Hablaba con frases breves, casi entrecortadas, y me pregunté si sería su forma habitual de expresarse. Su dicción era como una andanada de disparos. En eso pensaba yo mientras él hablaba. Disparos. Soldados en el frente. Líneas de muchachos, ingleses, alemanes, franceses, rusos, codo con codo, disparando a todo lo que se moviera ante ellos, segándose mutuamente la vida sin comprender que las víctimas eran jóvenes como ellos, cuyo regreso aguardaban con ansiedad unos padres que no dormían. Las imágenes flotaron en mi mente. Violencia. Me concentré totalmente en ellas. No quería escuchar lo que me estaban diciendo. No quería oír las palabras de ese hombre, ese tipo que aseguraba que lo habían mandado a buscarnos, ese muchacho que se atrevía a insinuar que conocía a mi hija. Me dije que, si no escuchaba, entonces no habría ocurrido. Si no escuchaba, si pensaba en algo por completo distinto.

– ¿Dónde? -quiso saber Zoya-. ¿Cuándo?

– Hace un par de horas -contestó David, y no pude evitar oírlo-. En algún sitio cerca de Battersea, me parece. La han llevado al hospital. Creo que está bien. No me parece que sea demasiado grave. Pero tengo el coche de Ralph ahí fuera. Él me ha pedido que viniese a recogerlos.

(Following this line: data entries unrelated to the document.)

use thiserror::Error;
use tracing::error;
use tracing_error::SpanTrace;

#[derive(Debug, Error)]
pub enum AppError {
    #[error("io error: {0}")]
    IoError(#[from] std::io::Error),
    #[error("config error: {0}")]
    ConfigError(#[from] crate::config::ConfigError),
    #[error("database error: {0}")]
    DatabaseError(#[from] crate::model::DatabaseError),
    #[error("json error: {0}")]
    JsonError(#[from] serde_json::Error),
    #[error("authoring error: {0}")]
    AuthoringError(#[from] crate::content::AuthoringError),
}

pub type AppResult<T> = std::result::Result<T, AppError>;

pub async fn run_with_error_handler<F, T>(run: F) -> T
where
    F: AsyncFn() -> AppResult<T>,
    T: Send + Sync,
{
    match run().await {
        Ok(value) => value,
        Err(e) => {
            default_error_handler(e);
            std::process::exit(1);
        }
    }
}

fn default_error_handler(error: AppError) {
    let span = SpanTrace::capture();
    error!("{}\n{}", error, span);
}

pub fn log_error<E: std::error::Error + std::fmt::Display>(error: &E) {
    let span = SpanTrace::capture();
    error!("{}\n{}", error, span);
}
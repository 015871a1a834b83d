mod reading_test;
pub use reading_test::{ReadingTest, ReadingTestCreate, ReadingTestRevision, document_from_rows};
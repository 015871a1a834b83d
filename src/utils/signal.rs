use tokio::signal;

/// Resolves on Ctrl+C (or SIGTERM on unix) so axum can drain in-flight requests.
pub async fn shutdown_signal() {
    let ctrl_c = async {
        if let Err(e) = signal::ctrl_c().await {
            crate::error::log_error(&e);
            std::future::pending::<()>().await;
        }
    };

    #[cfg(unix)]
    let terminate = async {
        match signal::unix::signal(signal::unix::SignalKind::terminate()) {
            Ok(mut stream) => {
                stream.recv().await;
            }
            Err(e) => {
                crate::error::log_error(&e);
                std::future::pending::<()>().await;
            }
        }
    };

    #[cfg(not(unix))]
    let terminate = std::future::pending::<()>();

    tokio::select! {
        _ = ctrl_c => {
            #[cfg(not(windows))]
            println!();
            tracing::info!("Ctrl+C recieved. Please wait, this could take a while.");
        }
        _ = terminate => {
            tracing::info!("SIGTERM recieved, shutting down.");
        }
    }
}
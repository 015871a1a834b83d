use axum::{Json, http::StatusCode, response::IntoResponse};
use thiserror::Error;

use crate::{
    content::AuthoringError,
    error::log_error,
    model::{DatabaseError, ResourceType},
};

pub type WebResult<T> = std::result::Result<T, WebError>;

#[derive(Debug, Error)]
pub enum ResourceError {
    #[error("ResourceNotFound: {resource_type:?}")]
    ResourceNotFound { resource_type: ResourceType },

    #[error("ResourceFetchError: {resource_type:?}. Error: {error}")]
    ResourceFetchError {
        resource_type: ResourceType,
        error: DatabaseError,
    },

    #[error("ResourceBadRequest: {resource_type:?}. Details: {details}")]
    ResourceBadRequest {
        resource_type: ResourceType,
        details: String,
    },
}

#[derive(Debug, Error)]
pub enum ContentError {
    #[error("ContentRejected: {}", errors.join("; "))]
    ContentRejected { errors: Vec<String> },

    #[error("ContentAuthoring: {0}")]
    ContentAuthoring(#[from] AuthoringError),
}

impl ResourceError {
    pub fn status_code(&self) -> StatusCode {
        match self {
            Self::ResourceNotFound { .. } => StatusCode::NOT_FOUND,
            Self::ResourceFetchError { .. } => StatusCode::INTERNAL_SERVER_ERROR,
            Self::ResourceBadRequest { .. } => StatusCode::BAD_REQUEST,
        }
    }

    pub fn client_display(&self) -> String {
        match self {
            Self::ResourceNotFound { .. } => String::from("Resource error, resource not found."),
            Self::ResourceFetchError { .. } => {
                String::from("Resource error, unable to fetch resource.")
            }
            Self::ResourceBadRequest { details, .. } => {
                format!("Resource error, bad request: {details}")
            }
        }
    }
}

impl ContentError {
    pub fn status_code(&self) -> StatusCode {
        match self {
            Self::ContentRejected { .. } => StatusCode::UNPROCESSABLE_ENTITY,
            Self::ContentAuthoring(_) => StatusCode::BAD_REQUEST,
        }
    }

    pub fn client_display(&self) -> String {
        match self {
            Self::ContentRejected { .. } => String::from("Test content is invalid."),
            Self::ContentAuthoring(e) => format!("Authoring error, {e}."),
        }
    }

    pub fn errors(&self) -> Vec<String> {
        match self {
            Self::ContentRejected { errors } => errors.clone(),
            Self::ContentAuthoring(_) => Vec::new(),
        }
    }
}

#[derive(Debug, Error)]
pub enum WebError {
    #[error("ResourceError - {0}")]
    ResourceError(#[from] ResourceError),
    #[error("ContentError - {0}")]
    ContentError(#[from] ContentError),
}

impl WebError {
    pub fn resource_not_found(r#type: ResourceType) -> Self {
        Self::ResourceError(ResourceError::ResourceNotFound {
            resource_type: r#type,
        })
    }

    /// Rejected documents surface as content errors, everything else as a fetch failure.
    pub fn resource_fetch_error(r#type: ResourceType, error: DatabaseError) -> Self {
        match error {
            DatabaseError::DocumentRejected { errors } => Self::content_rejected(errors),
            error => Self::ResourceError(ResourceError::ResourceFetchError {
                resource_type: r#type,
                error,
            }),
        }
    }

    pub fn resource_bad_request<S: Into<String>>(r#type: ResourceType, details: S) -> Self {
        Self::ResourceError(ResourceError::ResourceBadRequest {
            resource_type: r#type,
            details: details.into(),
        })
    }

    pub fn content_rejected(errors: Vec<String>) -> Self {
        Self::ContentError(ContentError::ContentRejected { errors })
    }

    pub fn status_code(&self) -> StatusCode {
        match self {
            Self::ResourceError(e) => e.status_code(),
            Self::ContentError(e) => e.status_code(),
        }
    }

    pub fn client_display(&self) -> String {
        match self {
            Self::ResourceError(e) => e.client_display(),
            Self::ContentError(e) => e.client_display(),
        }
    }

    pub fn errors(&self) -> Vec<String> {
        match self {
            Self::ResourceError(_) => Vec::new(),
            Self::ContentError(e) => e.errors(),
        }
    }
}

impl From<AuthoringError> for WebError {
    fn from(value: AuthoringError) -> Self {
        Self::ContentError(ContentError::ContentAuthoring(value))
    }
}

#[derive(serde::Serialize, serde::Deserialize, utoipa::ToSchema)]
pub struct ErrorResponse {
    /// Human-readable message for the client
    pub message: String,
    /// HTTP status code (stringified)
    pub status_code: String,
    /// Validation messages, ready to show next to the form
    #[serde(default, skip_serializing_if = "Vec::is_empty")]
    pub errors: Vec<String>,
    /// Optional debug details (only in debug mode)
    pub details: Option<String>,
}

impl IntoResponse for WebError {
    fn into_response(self) -> axum::response::Response {
        log_error(&self);

        let status_code = self.status_code();
        let body = ErrorResponse {
            message: self.client_display(),
            status_code: status_code.as_str().to_string(),
            errors: self.errors(),
            details: if cfg!(debug_assertions) {
                Some(self.to_string())
            } else {
                None
            },
        };

        (status_code, Json(body)).into_response()
    }
}
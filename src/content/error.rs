use thiserror::Error;

use crate::content::GroupType;

pub type AuthoringResult<T> = std::result::Result<T, AuthoringError>;

#[derive(Debug, Error, PartialEq)]
pub enum AuthoringError {
    #[error("index {index} out of bounds for {what} of length {len}")]
    IndexOutOfBounds {
        what: &'static str,
        index: usize,
        len: usize,
    },
    #[error("cannot apply a `{patch}` patch to a {group} group")]
    PatchMismatch { group: GroupType, patch: &'static str },
    #[error("{0} groups have no shared choices")]
    NoSharedChoices(GroupType),
}

impl AuthoringError {
    pub fn question_index(index: usize, len: usize) -> Self {
        Self::IndexOutOfBounds {
            what: "questions",
            index,
            len,
        }
    }

    pub fn choice_index(index: usize, len: usize) -> Self {
        Self::IndexOutOfBounds {
            what: "choices",
            index,
            len,
        }
    }

    pub fn group_index(index: usize, len: usize) -> Self {
        Self::IndexOutOfBounds {
            what: "groups",
            index,
            len,
        }
    }
}
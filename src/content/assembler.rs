use serde::{Deserialize, Deserializer, Serialize, de::Error as _};
use tracing::debug;

use crate::content::{
    QuestionGroup,
    document::{DetailedTest, Listening, Reading, TestData, TestPart, split_passage},
};

pub const FULL_TEST_PARTS: u32 = 3;

#[derive(Debug, Clone, Copy, Default, PartialEq, Eq, Serialize, Deserialize, utoipa::ToSchema)]
#[serde(rename_all = "snake_case")]
pub enum TestType {
    #[default]
    SinglePart,
    FullTest,
}

impl TestType {
    pub fn as_str(&self) -> &'static str {
        match self {
            Self::SinglePart => "single_part",
            Self::FullTest => "full_test",
        }
    }
}

impl std::str::FromStr for TestType {
    type Err = String;

    fn from_str(s: &str) -> Result<Self, Self::Err> {
        [Self::SinglePart, Self::FullTest]
            .into_iter()
            .find(|t| t.as_str() == s)
            .ok_or_else(|| format!("unknown test type `{s}`"))
    }
}

/// Passage text and groups authored for one part of a full test.
#[derive(Debug, Clone, Default, PartialEq, Serialize, Deserialize, utoipa::ToSchema)]
pub struct PartDraft {
    #[serde(default)]
    pub passage: String,
    #[serde(default)]
    pub groups: Vec<QuestionGroup>,
}

impl PartDraft {
    fn has_content(&self) -> bool {
        !self.passage.trim().is_empty() || !self.groups.is_empty()
    }
}

/// Snapshot of the authoring form.
///
/// `passage`/`groups` are read in single-part mode, `parts` in full-test mode.
#[derive(Debug, Clone, Default, PartialEq, Serialize, Deserialize, utoipa::ToSchema)]
pub struct TestForm {
    pub title: String,
    /// Minutes. For a full test this is the total across all parts.
    pub time: u32,
    #[serde(default)]
    pub test_type: TestType,
    /// 1..=3. Anything else is rejected when the form is decoded.
    #[serde(default, deserialize_with = "part_number_in_range")]
    #[schema(minimum = 1, maximum = 3)]
    pub part_number: Option<u32>,
    #[serde(default)]
    pub passage: String,
    #[serde(default)]
    pub groups: Vec<QuestionGroup>,
    #[serde(default)]
    pub parts: Vec<PartDraft>,
}

fn part_number_in_range<'de, D>(deserializer: D) -> Result<Option<u32>, D::Error>
where
    D: Deserializer<'de>,
{
    match Option::<u32>::deserialize(deserializer)? {
        Some(n) if !(1..=FULL_TEST_PARTS).contains(&n) => Err(D::Error::custom(format!(
            "part_number must be between 1 and {FULL_TEST_PARTS}, got {n}"
        ))),
        number => Ok(number),
    }
}

/// Builds the wire document from a form snapshot. The result owns copies of all groups.
pub fn assemble(form: &TestForm) -> TestData {
    let mut reading = Reading::default();

    match form.test_type {
        TestType::SinglePart => {
            let number = match form.part_number.unwrap_or(1) {
                n @ 1..=FULL_TEST_PARTS => n,
                n => {
                    debug!(number = n, "part number outside 1..=3, placing under part1");
                    1
                }
            };
            let part = TestPart {
                id: number,
                title: form.title.clone(),
                time: form.time.to_string(),
                passage: split_passage(&form.passage),
                groups: form.groups.iter().map(QuestionGroup::stamped).collect(),
            };

            if let Some(slot) = reading.part_mut(number) {
                *slot = Some(vec![part]);
            }
        }
        TestType::FullTest => {
            let time = form.time.div_ceil(FULL_TEST_PARTS).to_string();

            for (number, draft) in (1..=FULL_TEST_PARTS).zip(form.parts.iter()) {
                if !draft.has_content() {
                    continue;
                }

                let part = TestPart {
                    id: number,
                    title: format!("{} - Part {}", form.title, number),
                    time: time.clone(),
                    passage: split_passage(&draft.passage),
                    groups: draft.groups.iter().map(QuestionGroup::stamped).collect(),
                };
                if let Some(slot) = reading.part_mut(number) {
                    *slot = Some(vec![part]);
                }
            }
        }
    }

    TestData {
        detailed_test: DetailedTest {
            reading,
            listening: Listening::default(),
        },
    }
}
//! The contract between the orchestrator and the work a task performs.
//!
//! An action is invoked with an [`ActionContext`] and signals completion
//! through a boxed future. Async closures, blocking closures and concrete
//! action types (see [`crate::actions`]) all look the same to the runner.

use crate::core::task::TaskId;
use futures::future::BoxFuture;
use std::collections::{BTreeMap, HashMap};
use std::future::Future;
use std::sync::{Arc, RwLock};
use tokio_util::sync::CancellationToken;

/// Error type returned by actions. Any error converts into it with `?`.
pub type ActionError = Box<dyn std::error::Error + Send + Sync>;

/// Completion signal of an action.
pub type ActionResult = std::result::Result<(), ActionError>;

/// Work performed when a task runs.
pub trait Action: Send + Sync {
    fn call(&self, ctx: ActionContext) -> BoxFuture<'static, ActionResult>;
}

/// Named string values shared by the actions of one run.
///
/// Replaces process-global build state: an action that derives a value
/// (a release version, say) stores it here and later actions read it.
#[derive(Debug, Clone, Default)]
pub struct Vars {
    inner: Arc<RwLock<HashMap<String, String>>>,
}

impl Vars {
    pub fn new() -> Self {
        Self::default()
    }

    pub fn get(&self, key: &str) -> Option<String> {
        self.inner
            .read()
            .unwrap_or_else(|e| e.into_inner())
            .get(key)
            .cloned()
    }

    pub fn set(&self, key: impl Into<String>, value: impl Into<String>) {
        self.inner
            .write()
            .unwrap_or_else(|e| e.into_inner())
            .insert(key.into(), value.into());
    }

    /// Sorted copy of the current values.
    pub fn snapshot(&self) -> BTreeMap<String, String> {
        self.inner
            .read()
            .unwrap_or_else(|e| e.into_inner())
            .iter()
            .map(|(k, v)| (k.clone(), v.clone()))
            .collect()
    }

    /// Independent copy; writes to the fork are not seen by `self`.
    pub fn fork(&self) -> Self {
        let map = self.inner.read().unwrap_or_else(|e| e.into_inner()).clone();
        Self {
            inner: Arc::new(RwLock::new(map)),
        }
    }
}

impl<K: Into<String>, V: Into<String>> FromIterator<(K, V)> for Vars {
    fn from_iter<I: IntoIterator<Item = (K, V)>>(iter: I) -> Self {
        let map = iter
            .into_iter()
            .map(|(k, v)| (k.into(), v.into()))
            .collect::<HashMap<_, _>>();
        Self {
            inner: Arc::new(RwLock::new(map)),
        }
    }
}

/// Everything an action receives when invoked.
#[derive(Debug, Clone)]
pub struct ActionContext {
    /// The task being run.
    pub task: TaskId,
    /// Cancelled when the task times out or the run is abandoned.
    pub cancel: CancellationToken,
    /// Variables of the current run.
    pub vars: Vars,
}

impl ActionContext {
    pub fn new(task: TaskId, cancel: CancellationToken, vars: Vars) -> Self {
        Self { task, cancel, vars }
    }
}

/// Action backed by an async closure.
pub struct AsyncFnAction<F> {
    f: F,
}

impl<F, Fut> Action for AsyncFnAction<F>
where
    F: Fn(ActionContext) -> Fut + Send + Sync,
    Fut: Future<Output = ActionResult> + Send + 'static,
{
    fn call(&self, ctx: ActionContext) -> BoxFuture<'static, ActionResult> {
        Box::pin((self.f)(ctx))
    }
}

/// Wrap an async closure as an action.
pub fn from_async<F, Fut>(f: F) -> AsyncFnAction<F>
where
    F: Fn(ActionContext) -> Fut + Send + Sync,
    Fut: Future<Output = ActionResult> + Send + 'static,
{
    AsyncFnAction { f }
}

/// Action backed by a blocking closure, run on the blocking thread pool.
pub struct BlockingFnAction<F> {
    f: Arc<F>,
}

impl<F> Action for BlockingFnAction<F>
where
    F: Fn(ActionContext) -> ActionResult + Send + Sync + 'static,
{
    fn call(&self, ctx: ActionContext) -> BoxFuture<'static, ActionResult> {
        let f = Arc::clone(&self.f);
        Box::pin(async move {
            match tokio::task::spawn_blocking(move || f(ctx)).await {
                Ok(result) => result,
                // Re-raise so the runner reports the panic rather than a join error.
                Err(e) if e.is_panic() => std::panic::resume_unwind(e.into_panic()),
                Err(e) => Err(Box::new(e) as ActionError),
            }
        })
    }
}

/// Wrap a synchronous closure as an action.
pub fn from_fn<F>(f: F) -> BlockingFnAction<F>
where
    F: Fn(ActionContext) -> ActionResult + Send + Sync + 'static,
{
    BlockingFnAction { f: Arc::new(f) }
}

Zoya se abrió paso para cruzar la puerta y correr hacia el coche, como si pudiera marcharse sola al hospital, pasando por alto que necesitábamos al señor Frasier para llegar hasta allí. Yo me quedé donde estaba; sentía las piernas medio dormidas y el estómago revuelto, y la habitación empezó a mecerse un poco.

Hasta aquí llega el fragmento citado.